Beyond that, other aspects of your post amount to straw men. There's no reason to believe DNA was the first means of passing hereditable traits, or that the earliest self-replicating molecules were much like life we observe today.
The world's burning. Moped Jesus spotted on I50. Details at 11.
What about spinning up Venus?, as this article describe: http://www.orionsarm.com/fm_st...
You could.... use a heat pump?
How do you think I cool my house and inside my car to a lower temperature than outside?
How does my fridge and freezer get colder than the inside of my house?

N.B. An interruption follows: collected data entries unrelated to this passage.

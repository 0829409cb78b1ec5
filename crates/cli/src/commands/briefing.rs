use std::sync::Arc;
use std::thread;
use std::time::Duration;

use anyhow::Result;

use concierge_core::config::{AppConfig, TypingConfig};
use concierge_core::messages;
use concierge_core::registry::{
    InMemoryBriefingConfig, InMemoryPreferences, InMemoryRecordStore, LiveRecordSource,
};
use concierge_engine::BriefingEngine;

use super::{print_dashboard, print_new_entries, read_line, resolve_input};

type Engine = BriefingEngine<
    Arc<InMemoryBriefingConfig>,
    Arc<InMemoryPreferences>,
    Arc<InMemoryRecordStore>,
>;

/// Like the shared pump, but delivers through the engine so its step keeps
/// pace with what has actually been said.
fn pump_engine(engine: &mut Engine, printed: &mut usize) {
    print_new_entries(engine.transcript(), printed);
    while let Some(ticket) = engine.transcript().next_ticket() {
        if ticket.delay_ms > 0 {
            thread::sleep(Duration::from_millis(ticket.delay_ms));
        }
        engine.deliver(ticket);
        print_new_entries(engine.transcript(), printed);
    }
}

pub fn run(config: &AppConfig, typing: TypingConfig) -> Result<()> {
    let briefing_config = Arc::new(InMemoryBriefingConfig::with_defaults());
    let prefs = Arc::new(InMemoryPreferences::with_defaults());
    let greeting_name = config.briefing.greeting_name.clone();
    prefs.update(move |prefs| prefs.greeting_name = greeting_name);
    let store = Arc::new(InMemoryRecordStore::with_defaults());

    let mut engine =
        BriefingEngine::new(briefing_config, prefs, Arc::clone(&store), typing);
    let mut printed = 0;

    engine.start();
    pump_engine(&mut engine, &mut printed);

    loop {
        let options = engine
            .transcript()
            .last_entry()
            .map(|entry| entry.options.clone())
            .unwrap_or_default();

        let Some(line) = read_line("입력> ")? else {
            break;
        };
        let trimmed = line.trim();
        if trimmed.is_empty() {
            continue;
        }
        if trimmed == "/q" || trimmed == "/quit" {
            break;
        }

        let value = resolve_input(trimmed, &options);
        if value == messages::DASHBOARD_VALUE {
            print_dashboard(&store.list());
            continue;
        }

        engine.send(&value);
        pump_engine(&mut engine, &mut printed);
    }

    Ok(())
}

Satellites with radioactive material in them use the heat to generate electricity. The problem then becomes heat, so they need to be covered in reflective material so the sun doesn't melt them.
Heat pumps are efficient when they aren't pumping against a large differential. Most heat pumps aren't at all efficient getting the inside temperature to about 25C when it's something like -20C out there, and that's a 45 kelvin spread, not a 60 kelvin spread. Trying to keep comfortable when it's 90C out is going to take an awful lot of power, which will release its own heat.
"When you have eliminated the unacceptable, whatever is left, however improbable, must be the truthiness" - Holmes
If the compressor is built to work in a high temperature environment, it can be on the outside. The waste heat it generates can then be radiated or conducted.
I never said it was efficient either, the person I replied to said evaporative cooling was the only option.